§ **What you are asked to do**
Please retype the records below exactly, from the first line down to and including the line with "impl From<UserRepositoryError> for".

§ **Input for this task**
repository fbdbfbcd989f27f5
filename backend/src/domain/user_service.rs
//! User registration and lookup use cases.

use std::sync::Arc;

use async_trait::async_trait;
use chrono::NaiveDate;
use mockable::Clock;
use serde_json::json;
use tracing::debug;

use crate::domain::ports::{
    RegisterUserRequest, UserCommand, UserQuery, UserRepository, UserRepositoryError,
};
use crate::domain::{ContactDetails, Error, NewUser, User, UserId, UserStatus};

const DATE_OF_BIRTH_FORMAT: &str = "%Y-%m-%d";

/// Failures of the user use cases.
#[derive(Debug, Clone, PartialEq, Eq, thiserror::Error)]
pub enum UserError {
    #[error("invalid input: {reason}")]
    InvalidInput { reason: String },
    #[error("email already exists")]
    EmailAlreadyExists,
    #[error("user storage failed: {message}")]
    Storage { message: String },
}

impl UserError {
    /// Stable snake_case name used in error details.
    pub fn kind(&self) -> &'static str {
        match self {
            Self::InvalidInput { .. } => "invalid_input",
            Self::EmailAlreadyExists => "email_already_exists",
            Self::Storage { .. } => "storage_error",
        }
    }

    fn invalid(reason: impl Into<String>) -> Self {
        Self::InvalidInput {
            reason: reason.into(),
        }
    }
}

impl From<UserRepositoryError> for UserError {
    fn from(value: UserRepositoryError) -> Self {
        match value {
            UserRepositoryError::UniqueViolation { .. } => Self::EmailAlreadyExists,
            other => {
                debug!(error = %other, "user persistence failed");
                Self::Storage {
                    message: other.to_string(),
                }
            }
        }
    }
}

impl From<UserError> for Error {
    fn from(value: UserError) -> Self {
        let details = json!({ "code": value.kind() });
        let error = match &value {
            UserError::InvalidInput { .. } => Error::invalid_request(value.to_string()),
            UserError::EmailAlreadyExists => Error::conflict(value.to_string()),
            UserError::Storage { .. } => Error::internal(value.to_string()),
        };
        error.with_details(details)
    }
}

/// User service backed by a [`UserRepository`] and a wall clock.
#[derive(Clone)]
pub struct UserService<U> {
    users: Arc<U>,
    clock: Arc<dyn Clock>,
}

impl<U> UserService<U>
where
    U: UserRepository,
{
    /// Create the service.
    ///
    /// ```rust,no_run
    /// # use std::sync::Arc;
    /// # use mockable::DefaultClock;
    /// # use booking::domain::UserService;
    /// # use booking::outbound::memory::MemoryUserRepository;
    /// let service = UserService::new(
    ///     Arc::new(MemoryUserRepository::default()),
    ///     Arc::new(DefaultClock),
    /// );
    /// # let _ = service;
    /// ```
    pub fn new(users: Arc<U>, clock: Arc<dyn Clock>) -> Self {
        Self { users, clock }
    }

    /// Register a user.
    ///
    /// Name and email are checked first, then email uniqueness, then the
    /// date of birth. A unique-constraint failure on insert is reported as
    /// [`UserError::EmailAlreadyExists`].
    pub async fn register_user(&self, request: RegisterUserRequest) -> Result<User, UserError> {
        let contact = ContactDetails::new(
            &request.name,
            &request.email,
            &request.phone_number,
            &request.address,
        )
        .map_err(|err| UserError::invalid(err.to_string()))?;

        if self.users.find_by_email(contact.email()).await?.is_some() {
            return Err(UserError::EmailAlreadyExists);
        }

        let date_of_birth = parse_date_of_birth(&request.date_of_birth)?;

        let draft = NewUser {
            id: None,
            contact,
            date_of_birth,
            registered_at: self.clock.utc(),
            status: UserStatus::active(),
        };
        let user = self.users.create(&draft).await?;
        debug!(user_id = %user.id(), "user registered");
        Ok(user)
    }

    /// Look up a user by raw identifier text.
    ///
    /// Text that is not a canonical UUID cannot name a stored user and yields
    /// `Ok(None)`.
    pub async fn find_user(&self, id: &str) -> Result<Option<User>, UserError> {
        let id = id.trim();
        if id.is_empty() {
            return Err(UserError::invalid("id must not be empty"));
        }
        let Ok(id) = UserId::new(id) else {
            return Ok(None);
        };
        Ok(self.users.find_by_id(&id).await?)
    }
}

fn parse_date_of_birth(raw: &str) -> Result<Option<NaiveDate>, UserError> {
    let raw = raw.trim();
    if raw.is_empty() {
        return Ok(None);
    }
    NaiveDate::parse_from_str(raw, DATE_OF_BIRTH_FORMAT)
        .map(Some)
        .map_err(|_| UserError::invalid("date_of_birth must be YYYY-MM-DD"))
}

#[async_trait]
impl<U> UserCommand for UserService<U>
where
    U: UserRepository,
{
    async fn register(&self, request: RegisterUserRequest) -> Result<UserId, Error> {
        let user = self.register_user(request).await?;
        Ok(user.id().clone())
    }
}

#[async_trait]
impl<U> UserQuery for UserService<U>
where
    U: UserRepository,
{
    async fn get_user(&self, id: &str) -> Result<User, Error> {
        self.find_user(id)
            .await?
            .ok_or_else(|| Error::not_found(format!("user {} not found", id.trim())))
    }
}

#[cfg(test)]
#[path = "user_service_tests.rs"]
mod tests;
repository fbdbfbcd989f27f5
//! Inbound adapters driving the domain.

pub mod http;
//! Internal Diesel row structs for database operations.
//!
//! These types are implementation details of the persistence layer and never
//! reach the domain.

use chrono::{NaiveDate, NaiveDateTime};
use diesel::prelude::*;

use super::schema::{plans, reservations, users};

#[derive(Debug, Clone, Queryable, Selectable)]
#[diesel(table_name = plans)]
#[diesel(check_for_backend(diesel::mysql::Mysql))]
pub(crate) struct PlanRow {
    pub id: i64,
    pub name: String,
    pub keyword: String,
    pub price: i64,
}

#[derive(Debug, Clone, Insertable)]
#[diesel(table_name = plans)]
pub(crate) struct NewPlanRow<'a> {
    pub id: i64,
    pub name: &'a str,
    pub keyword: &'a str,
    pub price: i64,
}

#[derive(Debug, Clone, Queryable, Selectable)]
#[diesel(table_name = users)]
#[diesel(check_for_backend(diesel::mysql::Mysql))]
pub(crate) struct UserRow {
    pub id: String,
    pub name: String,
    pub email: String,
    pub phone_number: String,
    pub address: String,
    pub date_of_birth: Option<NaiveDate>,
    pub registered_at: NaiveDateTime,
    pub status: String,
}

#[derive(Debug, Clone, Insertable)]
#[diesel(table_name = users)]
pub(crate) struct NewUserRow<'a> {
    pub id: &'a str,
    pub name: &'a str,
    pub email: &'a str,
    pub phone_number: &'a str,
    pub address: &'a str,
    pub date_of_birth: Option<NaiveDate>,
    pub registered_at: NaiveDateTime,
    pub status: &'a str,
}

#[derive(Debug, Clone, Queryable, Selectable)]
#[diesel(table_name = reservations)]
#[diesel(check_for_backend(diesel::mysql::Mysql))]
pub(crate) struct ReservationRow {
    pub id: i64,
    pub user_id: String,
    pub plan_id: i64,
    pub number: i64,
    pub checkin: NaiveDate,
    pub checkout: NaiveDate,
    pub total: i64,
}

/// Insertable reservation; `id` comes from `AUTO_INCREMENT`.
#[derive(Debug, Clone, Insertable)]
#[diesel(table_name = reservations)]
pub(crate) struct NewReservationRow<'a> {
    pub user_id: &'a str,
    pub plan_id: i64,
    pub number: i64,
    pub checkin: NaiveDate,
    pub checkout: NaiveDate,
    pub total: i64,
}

§ **Written reply**
repository fbdbfbcd989f27f5
filename backend/src/domain/user_service.rs
//! User registration and lookup use cases.

use std::sync::Arc;

use async_trait::async_trait;
use chrono::NaiveDate;
use mockable::Clock;
use serde_json::json;
use tracing::debug;

use crate::domain::ports::{
    RegisterUserRequest, UserCommand, UserQuery, UserRepository, UserRepositoryError,
};
use crate::domain::{ContactDetails, Error, NewUser, User, UserId, UserStatus};

const DATE_OF_BIRTH_FORMAT: &str = "%Y-%m-%d";

/// Failures of the user use cases.
#[derive(Debug, Clone, PartialEq, Eq, thiserror::Error)]
pub enum UserError {
    #[error("invalid input: {reason}")]
    InvalidInput { reason: String },
    #[error("email already exists")]
    EmailAlreadyExists,
    #[error("user storage failed: {message}")]
    Storage { message: String },
}

impl UserError {
    /// Stable snake_case name used in error details.
    pub fn kind(&self) -> &'static str {
        match self {
            Self::InvalidInput { .. } => "invalid_input",
            Self::EmailAlreadyExists => "email_already_exists",
            Self::Storage { .. } => "storage_error",
        }
    }

    fn invalid(reason: impl Into<String>) -> Self {
        Self::InvalidInput {
            reason: reason.into(),
        }
    }
}

impl From<UserRepositoryError> for UserError {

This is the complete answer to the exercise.